Repetto has been an academic fellow at the Center for Applied Economics of the industrial engineering department at the University of Chile, where she was also director of the Master of Applied Economics until 2008, elected director of the Society of Economists of Chile, and a visiting fellow at the World Bank. She is also an elected director of the Latin American and Caribbean Economic Association's (LACEA) executive committee. Fellow economist José De Gregorio has described her as the most internationally cited Chilean economist in her field.

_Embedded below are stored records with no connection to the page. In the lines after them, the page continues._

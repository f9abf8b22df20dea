//! Path enumeration using walkdir.
//!
//! # Overview
//!
//! Resolves operator-supplied roots (files or directories) to absolute
//! paths and yields every regular file beneath them. The walk is
//! deliberately single-threaded: listings and group numbering must be
//! reproducible between runs, so discovery order has to be stable.
//!
//! Symbolic links are never followed and never yielded. Unreadable
//! directories are logged and skipped; they do not stop the walk.

use std::collections::HashSet;
use std::path::{Path, PathBuf};

use walkdir::WalkDir;

/// Single-threaded file discovery over a set of roots.
#[derive(Debug)]
pub struct Walker {
    /// Roots to enumerate, as supplied by the operator.
    roots: Vec<PathBuf>,
    /// Recurse into subdirectories of directory roots.
    recursive: bool,
}

impl Walker {
    /// Create a walker over the given roots.
    #[must_use]
    pub fn new(roots: Vec<PathBuf>, recursive: bool) -> Self {
        Self { roots, recursive }
    }

    /// Enumerate all candidate files in discovery order.
    ///
    /// Each root is resolved to an absolute path first (without resolving
    /// symlinks, matching how the paths were named by the operator). A root
    /// that does not exist is reported and skipped. A path reachable from
    /// more than one root is yielded once, at its first discovery.
    #[must_use]
    pub fn collect_files(&self) -> Vec<PathBuf> {
        let mut seen = HashSet::new();
        let mut files = Vec::new();

        for root in &self.roots {
            let root = match std::path::absolute(root) {
                Ok(p) => p,
                Err(e) => {
                    log::warn!("File {} not found: {}", root.display(), e);
                    continue;
                }
            };

            if root.is_symlink() {
                log::warn!("File {} not included", root.display());
            } else if root.is_file() {
                push_unique(&mut files, &mut seen, root);
            } else if root.is_dir() {
                self.walk_dir(&root, &mut files, &mut seen);
            } else {
                log::warn!("File {} not found", root.display());
            }
        }

        files
    }

    /// Walk one directory root, appending regular files in traversal order.
    fn walk_dir(&self, root: &Path, files: &mut Vec<PathBuf>, seen: &mut HashSet<PathBuf>) {
        let max_depth = if self.recursive { usize::MAX } else { 1 };

        for entry in WalkDir::new(root).follow_links(false).max_depth(max_depth) {
            let entry = match entry {
                Ok(entry) => entry,
                Err(e) => {
                    log::warn!("Skipping unreadable entry: {}", e);
                    continue;
                }
            };

            let file_type = entry.file_type();
            if file_type.is_file() {
                push_unique(files, seen, entry.into_path());
            } else if !file_type.is_dir() {
                // Symlinks, sockets, fifos and the like are not candidates.
                log::debug!("File {} not included", entry.path().display());
            }
        }
    }
}

fn push_unique(files: &mut Vec<PathBuf>, seen: &mut HashSet<PathBuf>, path: PathBuf) {
    if seen.insert(path.clone()) {
        files.push(path);
    }
}

#[cfg(test)]
mod tests {
    use super::*;
    use std::fs;
    use tempfile::TempDir;

    fn touch(path: &Path) {
        fs::write(path, b"x").unwrap();
    }

    #[test]
    fn test_walk_flat_directory() {
        let dir = TempDir::new().unwrap();
        touch(&dir.path().join("a.txt"));
        touch(&dir.path().join("b.txt"));

        let walker = Walker::new(vec![dir.path().to_path_buf()], false);
        let files = walker.collect_files();
        assert_eq!(files.len(), 2);
        assert!(files.iter().all(|p| p.is_absolute()));
    }

    #[test]
    fn test_non_recursive_skips_subdirectories() {
        let dir = TempDir::new().unwrap();
        touch(&dir.path().join("top.txt"));
        let sub = dir.path().join("sub");
        fs::create_dir(&sub).unwrap();
        touch(&sub.join("nested.txt"));

        let walker = Walker::new(vec![dir.path().to_path_buf()], false);
        let files = walker.collect_files();
        assert_eq!(files.len(), 1);
        assert!(files[0].ends_with("top.txt"));
    }

    #[test]
    fn test_recursive_descends() {
        let dir = TempDir::new().unwrap();
        touch(&dir.path().join("top.txt"));
        let sub = dir.path().join("sub");
        fs::create_dir(&sub).unwrap();
        touch(&sub.join("nested.txt"));

        let walker = Walker::new(vec![dir.path().to_path_buf()], true);
        let files = walker.collect_files();
        assert_eq!(files.len(), 2);
    }

    #[test]
    fn test_file_root_is_yielded() {
        let dir = TempDir::new().unwrap();
        let file = dir.path().join("only.txt");
        touch(&file);

        let walker = Walker::new(vec![file.clone()], false);
        let files = walker.collect_files();
        assert_eq!(files.len(), 1);
        assert!(files[0].ends_with("only.txt"));
    }

    #[test]
    fn test_missing_root_is_skipped() {
        let dir = TempDir::new().unwrap();
        touch(&dir.path().join("a.txt"));

        let walker = Walker::new(
            vec![PathBuf::from("/no/such/root"), dir.path().to_path_buf()],
            false,
        );
        let files = walker.collect_files();
        assert_eq!(files.len(), 1);
    }

    #[test]
    fn test_duplicate_roots_deduplicated() {
        let dir = TempDir::new().unwrap();
        touch(&dir.path().join("a.txt"));

        let walker = Walker::new(
            vec![dir.path().to_path_buf(), dir.path().to_path_buf()],
            false,
        );
        let files = walker.collect_files();
        assert_eq!(files.len(), 1);
    }

    #[cfg(unix)]
    #[test]
    fn test_symlinks_are_skipped() {
        let dir = TempDir::new().unwrap();
        let target = dir.path().join("real.txt");
        touch(&target);
        let link = dir.path().join("link.txt");
        std::os::unix::fs::symlink(&target, &link).unwrap();

        let walker = Walker::new(vec![dir.path().to_path_buf()], false);
        let files = walker.collect_files();
        assert_eq!(files.len(), 1);
        assert!(files[0].ends_with("real.txt"));
    }
}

=== Public service and advisory roles ===
Repetto has served on numerous Chilean presidential advisory bodies. In 2008, she joined the Presidential Advisory Council on Pension Reform (popularly known as the Marcel Commission, after economist Mario Marcel) and, around the same time, the Presidential Advisory Council on Labor and Social Equity chaired by economist Patricio Meller, where she coordinated the Subcommittee on Labor Market and Labor Policy. She later sat on the advisory panel for the Ethical Family Income program, a conditional cash-transfer scheme for low-income families, and on the Presidential Advisory Commission for the Measurement of Poverty convened during President Sebastián Piñera's first term. In 2015, she was a member of the Presidential Advisory Council against Conflicts of Interest, Influence Trafficking, and Corruption, chaired by economist Eduardo Engel. She chairs the Commission of Users of Unemployment Insurance.

Repetto's first direct involvement in electoral politics came in early 2013, when she joined the economic team advising Michelle Bachelet's presidential campaign, drawing press attention as a newcomer to Chilean party politics. In 2021, she held talks with the presidential campaign of Gabriel Boric, though, consistent with her earlier practice of engaging with public policy debates while declining formal office, she has stated she prefers to remain in academia and civil-society roles rather than take on political appointments.

=== Think tanks and civil society ===
Repetto is a co-founder of Espacio Público, a Chilean public-policy think tank established by a group of academics including Eduardo Engel, José De Gregorio, and Andrés Velasco, and continues to serve on its board. At Espacio Público, she led a multi-year research project on youth in Latin America and the Caribbean, Millennials en América Latina y el Caribe, carried out in partnership with the Inter-American Development Bank, which was later published as a book. She previously participated in Expansiva, another Santiago policy institute led by Andrés Velasco.

She chairs the board of the Fundación para la Superación de la Pobreza (Foundation for the Overcoming of Poverty), a Chilean anti-poverty organization.

== Personal life ==
Repetto was previously married to Pedro Assael; the marriage ended in divorce. The couple have two children, Pablo and Daniela.

She was later in a relationship with fellow Chilean economist Raphael Bergoeing, with whom she had worked at the University of Chile's Center for Applied Economics in the early 2000s. A November 2013 profile in La Tercera described the two as having been together for more than ten years. By 2020, Bergoeing described himself in a newspaper interview as having been separated from Repetto for several years and in a new relationship.